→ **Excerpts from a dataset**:
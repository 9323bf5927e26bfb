//! Action handlers for the App.
//!
//! Each action runs the synchronous `begin_*` step of a view-model, spawns
//! the network part on a tokio task and reports the result as an
//! [`AppMessage`]. Validation failures stay on the form and never reach the
//! network.

use std::future::Future;
use std::sync::Arc;

use tracing::{debug, info};

use crate::view_model::{sync, SubmitError, Ticket};

use super::forms::Form;
use super::{App, AppMessage, ConfirmAction, Dialog, LoginForm, RegisterForm, Screen, TopicForm};

impl App {
    /// Run `task` in the background and send its message back to the loop.
    fn spawn_task<F>(&self, task: F)
    where
        F: Future<Output = AppMessage> + Send + 'static,
    {
        let tx = self.message_tx.clone();
        tokio::spawn(async move {
            let message = task.await;
            if tx.send(message).is_err() {
                debug!("app closed before task finished");
            }
        });
    }

    // ========================================================================
    // Loading
    // ========================================================================

    pub(crate) fn spawn_load_topics(&self, ticket: Ticket) {
        let client = self.client.clone();
        self.spawn_task(async move {
            AppMessage::TopicsLoaded {
                ticket,
                result: sync::load_topics(&client).await,
            }
        });
    }

    pub(crate) fn spawn_load_detail(&self, ticket: Ticket, topic_id: i64) {
        let client = self.client.clone();
        self.spawn_task(async move {
            AppMessage::DetailLoaded {
                ticket,
                snapshot: sync::fetch_detail(&client, topic_id).await,
            }
        });
    }

    /// Reload whatever the current screen shows.
    pub fn reload(&mut self) {
        match self.screen {
            Screen::Home => {
                let ticket = self.topic_list.begin_load();
                self.spawn_load_topics(ticket);
            }
            Screen::Topic(id) => self.enter_topic(id),
            _ => {}
        }
        self.mark_dirty();
    }

    // ========================================================================
    // Topics
    // ========================================================================

    /// Open the create-topic dialog, prefilling the author when signed in.
    pub fn open_create_topic(&mut self) {
        let form = match &self.session {
            Some(session) => TopicForm::with_author(session.username.clone()),
            None => TopicForm::new(),
        };
        self.open_dialog(Dialog::CreateTopic(form));
    }

    /// Submit the open create-topic dialog.
    pub fn submit_create_topic(&mut self) {
        let Some(Dialog::CreateTopic(form)) = self.dialog.as_mut() else {
            return;
        };
        match self.topic_list.begin_create(&form.to_new_topic()) {
            Ok((ticket, topic)) => {
                let client = self.client.clone();
                self.spawn_task(async move {
                    AppMessage::TopicCreated {
                        ticket,
                        result: sync::create_topic(&client, &topic).await,
                    }
                });
            }
            Err(SubmitError::Invalid(err)) => form.show_error(&err),
            Err(err) => debug!(%err, "create topic not started"),
        }
        self.mark_dirty();
    }

    /// Ask for confirmation before deleting the selected topic.
    pub fn request_delete_topic(&mut self) {
        if let Some(topic) = self.topic_list.selected_topic() {
            let action = ConfirmAction::DeleteTopic {
                id: topic.id,
                title: topic.title.clone(),
            };
            self.open_dialog(Dialog::Confirm(action));
        }
    }

    fn delete_topic(&mut self, id: i64) {
        match self.topic_list.begin_delete(id) {
            Ok(ticket) => {
                let client = self.client.clone();
                self.spawn_task(async move {
                    AppMessage::TopicDeleted {
                        ticket,
                        id,
                        result: sync::delete_topic(&client, id).await,
                    }
                });
            }
            Err(err) => debug!(id, %err, "delete topic not started"),
        }
    }

    // ========================================================================
    // Comments
    // ========================================================================

    /// Submit the comment form on the topic screen.
    pub fn submit_comment(&mut self) {
        let started = self
            .topic_detail
            .begin_add_comment(self.comment_form.author.value(), self.comment_form.content.value());
        match started {
            Ok((ticket, comment)) => {
                let client = self.client.clone();
                self.spawn_task(async move {
                    AppMessage::CommentAdded {
                        ticket,
                        result: sync::add_comment(&client, &comment).await,
                    }
                });
            }
            Err(SubmitError::Invalid(err)) => self.comment_form.show_error(&err),
            Err(err) => debug!(%err, "add comment not started"),
        }
        self.mark_dirty();
    }

    /// Ask for confirmation before deleting the selected comment.
    pub fn request_delete_comment(&mut self) {
        if let Some(comment) = self.topic_detail.comments().get(self.comment_index) {
            let action = ConfirmAction::DeleteComment { id: comment.id };
            self.open_dialog(Dialog::Confirm(action));
        }
    }

    fn delete_comment(&mut self, id: i64) {
        match self.topic_detail.begin_delete_comment(id) {
            Ok((ticket, topic_id)) => {
                let client = self.client.clone();
                self.spawn_task(async move {
                    AppMessage::CommentDeleted {
                        ticket,
                        id,
                        result: sync::delete_comment(&client, topic_id, id).await,
                    }
                });
            }
            Err(err) => debug!(id, %err, "delete comment not started"),
        }
    }

    // ========================================================================
    // Confirmation
    // ========================================================================

    /// Answer the open confirmation dialog.
    pub fn answer_confirm(&mut self, yes: bool) {
        if !matches!(self.dialog, Some(Dialog::Confirm(_))) {
            return;
        }
        let Some(Dialog::Confirm(action)) = self.dialog.take() else {
            return;
        };
        if yes {
            match action {
                ConfirmAction::DeleteTopic { id, .. } => self.delete_topic(id),
                ConfirmAction::DeleteComment { id } => self.delete_comment(id),
            }
        }
        self.mark_dirty();
    }

    // ========================================================================
    // Session
    // ========================================================================

    pub fn open_login(&mut self) {
        if !self.is_signed_in() {
            self.open_dialog(Dialog::Login(LoginForm::new()));
        }
    }

    pub fn open_register(&mut self) {
        if !self.is_signed_in() {
            self.open_dialog(Dialog::Register(RegisterForm::new()));
        }
    }

    /// Submit the open login or registration dialog.
    pub fn submit_auth(&mut self) {
        if self.auth_pending {
            return;
        }
        let auth = Arc::clone(&self.auth);
        let ticket = self.auth_epoch.ticket();
        match self.dialog.as_ref() {
            Some(Dialog::Login(form)) => {
                let credentials = form.credentials();
                self.spawn_task(async move {
                    match auth.login(credentials).await {
                        Ok(session) => AppMessage::SessionStarted { ticket, session },
                        Err(err) => AppMessage::AuthFailed { ticket, err },
                    }
                });
            }
            Some(Dialog::Register(form)) => {
                let registration = form.registration();
                self.spawn_task(async move {
                    match auth.register(registration).await {
                        Ok(session) => AppMessage::SessionStarted { ticket, session },
                        Err(err) => AppMessage::AuthFailed { ticket, err },
                    }
                });
            }
            _ => return,
        }
        self.auth_pending = true;
        self.dialog_error = None;
        self.mark_dirty();
    }

    pub fn logout(&mut self) {
        if let Some(session) = &self.session {
            info!(user = %session.username, "signing out");
            let auth = Arc::clone(&self.auth);
            self.spawn_task(async move {
                auth.logout().await;
                AppMessage::SignedOut
            });
        }
    }

    // ========================================================================
    // Dialog helpers
    // ========================================================================

    pub(crate) fn open_dialog(&mut self, dialog: Dialog) {
        self.auth_epoch.bump();
        self.dialog = Some(dialog);
        self.dialog_error = None;
        self.auth_pending = false;
        self.mark_dirty();
    }

    pub fn close_dialog(&mut self) {
        self.auth_epoch.bump();
        self.dialog = None;
        self.dialog_error = None;
        self.auth_pending = false;
        self.mark_dirty();
    }
}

→ **Problem to work on**:
No line before the one with "let registration = form.registration();" belongs in the answer; copy that line and the rest of the records exactly.

→ **Written solution**:
                let registration = form.registration();
                self.spawn_task(async move {
                    match auth.register(registration).await {
                        Ok(session) => AppMessage::SessionStarted { ticket, session },
                        Err(err) => AppMessage::AuthFailed { ticket, err },
                    }
                });
            }
            _ => return,
        }
        self.auth_pending = true;
        self.dialog_error = None;
        self.mark_dirty();
    }

    pub fn logout(&mut self) {
        if let Some(session) = &self.session {
            info!(user = %session.username, "signing out");
            let auth = Arc::clone(&self.auth);
            self.spawn_task(async move {
                auth.logout().await;
                AppMessage::SignedOut
            });
        }
    }

    // ========================================================================
    // Dialog helpers
    // ========================================================================

    pub(crate) fn open_dialog(&mut self, dialog: Dialog) {
        self.auth_epoch.bump();
        self.dialog = Some(dialog);
        self.dialog_error = None;
        self.auth_pending = false;
        self.mark_dirty();
    }

    pub fn close_dialog(&mut self) {
        self.auth_epoch.bump();
        self.dialog = None;
        self.dialog_error = None;
        self.auth_pending = false;
        self.mark_dirty();
    }
}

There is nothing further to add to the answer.